Hear this and here it correctly: the Democratic Progressive Party (DPP) is not a political party seeking to serve—it is a haunted house of corruption, greed, and grand theft. It is not a government-in-waiting. It is a crime scene under investigation.

During their disastrous rule, DPP didn’t lead. They looted. They didn’t govern. They grabbed. Under the shadow presidency of bodyguard-turned-powerbroker Norman Chisale—who practically ran Malawi while Professor Mutharika watched from a distance—the tax money of ordinary Malawians vanished into the pockets of the privileged few. Today, Chisale is answering for his alleged crimes in court.

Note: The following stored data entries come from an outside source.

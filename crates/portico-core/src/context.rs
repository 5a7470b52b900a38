//! Per-exchange context.
//!
//! A [`Context`] travels with a request for exactly one HTTP exchange. It is
//! the deadline carrier and holds typed extension data that interceptors can
//! attach for downstream consumers. Interceptors replace it for the rest of
//! the chain through `InterceptedRequest::apply`.

use std::any::{Any, TypeId};
use std::collections::HashMap;
use std::time::Instant;

/// Request-scoped context: deadline plus type-keyed extension data.
///
/// The context is the cancellation/deadline carrier for one exchange.
/// Deadline enforcement itself belongs to the transport adapter; this type
/// only transports the value.
///
/// # Example
///
/// ```
/// use portico_core::Context;
///
/// #[derive(Debug, PartialEq)]
/// struct TenantId(String);
///
/// let mut ctx = Context::new();
/// ctx.set_extension(TenantId("acme".to_string()));
///
/// assert_eq!(ctx.get_extension::<TenantId>(), Some(&TenantId("acme".to_string())));
/// ```
#[derive(Debug, Default)]
pub struct Context {
    /// Absolute deadline for the exchange, if any.
    deadline: Option<Instant>,

    /// Type-erased extension data keyed by type.
    extensions: HashMap<TypeId, Box<dyn Any + Send + Sync>>,
}

impl Context {
    /// Creates an empty context with no deadline.
    #[must_use]
    pub fn new() -> Self {
        Self::default()
    }

    /// Creates a context with an absolute deadline.
    #[must_use]
    pub fn with_deadline(deadline: Instant) -> Self {
        Self {
            deadline: Some(deadline),
            extensions: HashMap::new(),
        }
    }

    /// Returns the deadline, if one was set.
    #[must_use]
    pub fn deadline(&self) -> Option<Instant> {
        self.deadline
    }

    /// Sets the deadline.
    pub fn set_deadline(&mut self, deadline: Instant) {
        self.deadline = Some(deadline);
    }

    /// Returns `true` if a deadline was set and has passed.
    #[must_use]
    pub fn is_expired(&self) -> bool {
        self.deadline.is_some_and(|d| Instant::now() >= d)
    }

    /// Stores a typed extension value, replacing any previous value of the
    /// same type.
    pub fn set_extension<T: Send + Sync + 'static>(&mut self, value: T) {
        self.extensions.insert(TypeId::of::<T>(), Box::new(value));
    }

    /// Retrieves a typed extension value.
    #[must_use]
    pub fn get_extension<T: Send + Sync + 'static>(&self) -> Option<&T> {
        self.extensions
            .get(&TypeId::of::<T>())
            .and_then(|v| v.downcast_ref())
    }

    /// Removes and returns a typed extension value.
    pub fn remove_extension<T: Send + Sync + 'static>(&mut self) -> Option<T> {
        self.extensions
            .remove(&TypeId::of::<T>())
            .and_then(|v| v.downcast().ok())
            .map(|b| *b)
    }

    /// Checks if an extension of the given type exists.
    #[must_use]
    pub fn has_extension<T: Send + Sync + 'static>(&self) -> bool {
        self.extensions.contains_key(&TypeId::of::<T>())
    }
}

He is not alone. Joseph Mwanamvekha faces financial misconduct allegations. Mzomera Ngwira was jailed for looting public resources. Uladi Mussa, too, was sent to prison for abusing the power entrusted to him. These are not isolated incidents—they are a pattern of betrayal, stitched deep into the DPP’s political DNA.

And it’s far from over.

Now, Jappie Mhango, the DPP Vice President for the North, has joined the corruption parade. The Anti-Corruption Bureau (ACB) has arrested him for allegedly abusing his ministerial powers in 2016 and 2017. He is accused of authorising the sale of government houses at criminally low prices—just K2.95 million—benefiting his own relative, Cuthbert Mhango, and several others. That’s your tax money, stolen in daylight.
Worse still, when ACB investigators asked him in 2022 about a house rented by his second wife in Mzuzu, he allegedly lied, saying he didn’t know the landlord. The truth? The house belonged to his own relative and was bought during his tenure as Minister of Transport. That, Malawians, is not leadership. That is corruption of the highest order.

So we ask: Can this party, drowning in criminal charges and moral bankruptcy, claim it is ready to lead again?

Let the truth be louder than propaganda: DPP is not returning to power—it’s returning to court.